GRANDE HÔTEL DES BAINS

‘A camera on a tripod stood at the edge of the water, apparently abandoned; its black cloth snapped in the freshening wind.’

DEATH IN VENICE, Thomas Mann

 

…Cholera is no longer a rumour.

Besotted, face rouged, hair dyed, he dies

staring unseeing at the shallow sea.

Artifice, made and re-made, fades in the rain,

like the islands with their ‘gorgeous palaces’…

 

Near the Palazzo del Cinema –

where, annually, insubstantial

figures, louder than life, larger, love

and loathe, kill and die in the watching dark –

along the Lido’s Adriatic shore

is the empty Grande Hôtel Des Bains,

gates locked, windows shuttered, paint flaking.

 

On the hotel’s liveried vaporetto,

Thomas and Katia Mann took their friend,

Gustav Mahler, across the lagoon,

past St Marks, along the Grand Canal

to Santa Lucia station. He wept

as he boarded the train for Vienna.

He had seen Tadzio.

 

 

 

THE GULLS OF VENICE

‘Imperfection is in some sort essential to all that we know in life’.

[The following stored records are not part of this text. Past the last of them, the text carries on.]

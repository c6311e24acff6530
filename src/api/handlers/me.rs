//! Authenticated self-service endpoints.
//!
//! Flow Overview:
//! 1) The auth middleware resolves the access token into a `CurrentUser`.
//! 2) Handlers here read that identity from request extensions.

use axum::{
    extract::Extension,
    http::StatusCode,
    response::{IntoResponse, Json, Response},
};
use std::sync::Arc;

use super::auth::middleware::CurrentUser;
use super::auth::password::{hash_password_blocking, verify_password_blocking};
use super::auth::types::ChangePasswordRequest;
use super::auth::AuthState;
use crate::api::response::{ApiError, ApiResponse};

#[utoipa::path(
    get,
    path = "/v1/me",
    responses(
        (status = 200, description = "Return the authenticated user profile."),
        (status = 401, description = "Missing or invalid access token.")
    ),
    tag = "me"
)]
pub async fn me(Extension(user): Extension<CurrentUser>) -> Response {
    ApiResponse::new(StatusCode::OK, user.profile, "Current user").into_response()
}

#[utoipa::path(
    post,
    path = "/v1/auth/password",
    request_body = ChangePasswordRequest,
    responses(
        (status = 200, description = "Password changed"),
        (status = 400, description = "Missing fields or wrong old password"),
        (status = 401, description = "Missing or invalid access token")
    ),
    tag = "me"
)]
pub async fn change_password(
    auth_state: Extension<Arc<AuthState>>,
    Extension(user): Extension<CurrentUser>,
    payload: Option<Json<ChangePasswordRequest>>,
) -> Result<Response, ApiError> {
    let Some(Json(request)) = payload else {
        return Err(ApiError::Validation("Missing payload".to_string()));
    };
    if request.old_password.is_empty() || request.new_password.is_empty() {
        return Err(ApiError::Validation("All fields are required".to_string()));
    }

    let record = auth_state
        .users()
        .find_by_id(user.profile.id)
        .await?
        .ok_or(ApiError::Unauthorized)?;

    // Re-verify the old secret before accepting a new one.
    if !verify_password_blocking(request.old_password, record.password_hash.clone()).await? {
        return Err(ApiError::Validation("Invalid old password".to_string()));
    }

    let password_hash = hash_password_blocking(request.new_password).await?;
    auth_state
        .users()
        .update_password_hash(record.id, password_hash)
        .await?;

    // Deliberately no token rotation here: existing sessions stay valid
    // until natural expiry or refresh.
    let envelope = ApiResponse::new(StatusCode::OK, serde_json::json!({}), "Password changed");
    Ok(envelope.into_response())
}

THE STONES OF VENICE John Ruskin

 

Many things are forbidden in Venice:

sitting on the steps in St Mark’s Square;

hailing water taxis from water bus pontoons;

putting out food waste except on the hook

provided between the designated hours

in order to deter gabbiani;

of which there are two species, compatriots,

the black-headed gull and the herring gull,

comune and reale respectively,

‘common’ and ‘royal’ surprisingly,

perched opportunely on bricole,

the stout oak posts that have always marked

the lagoon’s few navigable channels,

or raucous overhead, out of sight, a

remembrance of home, above the still canals,

the silent alleyways.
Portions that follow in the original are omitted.